EXERCISE INSTRUCTIONS
Would you restate the entries below word for word, starting at the first line and ending with the one that has "analyses stay intact."?

[Stored data]
· · ·

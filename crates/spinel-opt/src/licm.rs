//! Loop-invariant code motion.
//!
//! Moves pure instructions whose operands are all defined outside a loop to
//! the end of the loop's preheader. Loops without a preheader are skipped.
//! Loops are visited innermost first, so an invariant can climb several
//! levels within one run.

use spinel_ir::{Function, InstrKind, Metadata, Shader};

use crate::Pass;
use crate::runner::run_function_pass;

/// Hoists loop-invariant instructions into loop preheaders.
#[derive(Debug)]
pub struct LoopInvariantHoisting;

impl Pass for LoopInvariantHoisting {
    fn name(&self) -> &str {
        "licm"
    }

    fn run(&self, shader: &mut Shader) -> bool {
        // Only instructions move; the CFG and its analyses stay intact.
        run_function_pass(shader, Metadata::ALL, run_on_function)
    }
}

fn is_hoistable(kind: &InstrKind) -> bool {
    matches!(
        kind,
        InstrKind::Const(_) | InstrKind::Undef | InstrKind::Alu { .. } | InstrKind::Deref(_)
    )
}

fn run_on_function(func: &mut Function) -> bool {
    let loops = func.loops();
    if loops.is_empty() {
        return false;
    }
    let dom = func.dominance();
    let mut changed = false;

    for l in &loops.loops {
        let Some(preheader) = l.preheader else {
            continue;
        };
        for &block in dom.rpo().iter().filter(|&&b| l.contains(b)) {
            for value in func.blocks[block].instrs.clone() {
                let instr = &func.instrs[value];
                if !is_hoistable(&instr.kind) {
                    continue;
                }
                let invariant = instr
                    .kind
                    .srcs()
                    .iter()
                    .all(|&src| func.instrs.try_get(src).is_some_and(|s| !l.contains(s.block)));
                if !invariant {
                    continue;
                }
                func.blocks[block].instrs.retain(|&v| v != value);
                func.blocks[preheader].instrs.push(value);
                func.instrs[value].block = preheader;
                changed = true;
            }
        }
    }
    changed
}

#[cfg(test)]
mod tests {
    use super::*;
    use spinel_ir::{Builder, Def, PhiSrc, Stage, Terminator, validate};

    #[test]
    fn hoists_invariant_arithmetic() {
        let mut shader = Shader::new(Stage::Compute);
        let func = shader.entry_mut();
        let entry = func.entry;
        let header = func.add_block();
        let exit = func.add_block();
        let n = Builder::at_end(func, entry).undef(Def::U32);
        func.blocks[entry].terminator = Terminator::Jump(header);

        let mut b = Builder::at_end(func, header);
        let i = b.phi(header, Vec::new(), Def::U32);
        let doubled = b.iadd(n, n);
        let next = b.iadd(i, doubled);
        let cond = b.alu(spinel_ir::AluOp::ULt, &[next, n]);
        func.blocks[header].terminator = Terminator::Branch {
            cond,
            then_block: header,
            else_block: exit,
        };
        func.blocks[exit].terminator = Terminator::Return(None);
        let zero = Builder::at_end(func, entry).const_u32(0);
        if let InstrKind::Phi(srcs) = &mut func.instrs[i].kind {
            srcs.push(PhiSrc {
                pred: entry,
                value: zero,
            });
            srcs.push(PhiSrc {
                pred: header,
                value: next,
            });
        }
        assert_eq!(validate(&shader), Ok(()));

        assert!(LoopInvariantHoisting.run(&mut shader));
        let func = shader.entry();
        assert_eq!(func.instrs[doubled].block, func.entry);
        assert_eq!(func.instrs[next].block, header);
        assert_eq!(validate(&shader), Ok(()));
        assert!(!LoopInvariantHoisting.run(&mut shader));
    }
}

· · ·

ANSWER SECTION
filename crates/spinel-opt/src/licm.rs
//! Loop-invariant code motion.
//!
//! Moves pure instructions whose operands are all defined outside a loop to
//! the end of the loop's preheader. Loops without a preheader are skipped.
//! Loops are visited innermost first, so an invariant can climb several
//! levels within one run.

use spinel_ir::{Function, InstrKind, Metadata, Shader};

use crate::Pass;
use crate::runner::run_function_pass;

/// Hoists loop-invariant instructions into loop preheaders.
#[derive(Debug)]
pub struct LoopInvariantHoisting;

impl Pass for LoopInvariantHoisting {
    fn name(&self) -> &str {
        "licm"
    }

    fn run(&self, shader: &mut Shader) -> bool {
        // Only instructions move; the CFG and its analyses stay intact.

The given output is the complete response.